AVAILABLE DATA:
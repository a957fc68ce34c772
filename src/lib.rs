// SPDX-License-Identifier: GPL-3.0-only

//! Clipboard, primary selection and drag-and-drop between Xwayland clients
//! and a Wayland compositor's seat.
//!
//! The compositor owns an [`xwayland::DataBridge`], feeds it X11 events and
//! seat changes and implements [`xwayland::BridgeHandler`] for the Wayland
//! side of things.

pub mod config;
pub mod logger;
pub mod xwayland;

TASK BRIEF: Write out all the entries exactly.

RESULT OF THE EXERCISE:
repository a957fc68ce34c772
filename src/lib.rs
// SPDX-License-Identifier: GPL-3.0-only

//! Clipboard, primary selection and drag-and-drop between Xwayland clients
//! and a Wayland compositor's seat.
//!
//! The compositor owns an [`xwayland::DataBridge`], feeds it X11 events and
//! seat changes and implements [`xwayland::BridgeHandler`] for the Wayland
//! side of things.

pub mod config;
pub mod logger;
pub mod xwayland;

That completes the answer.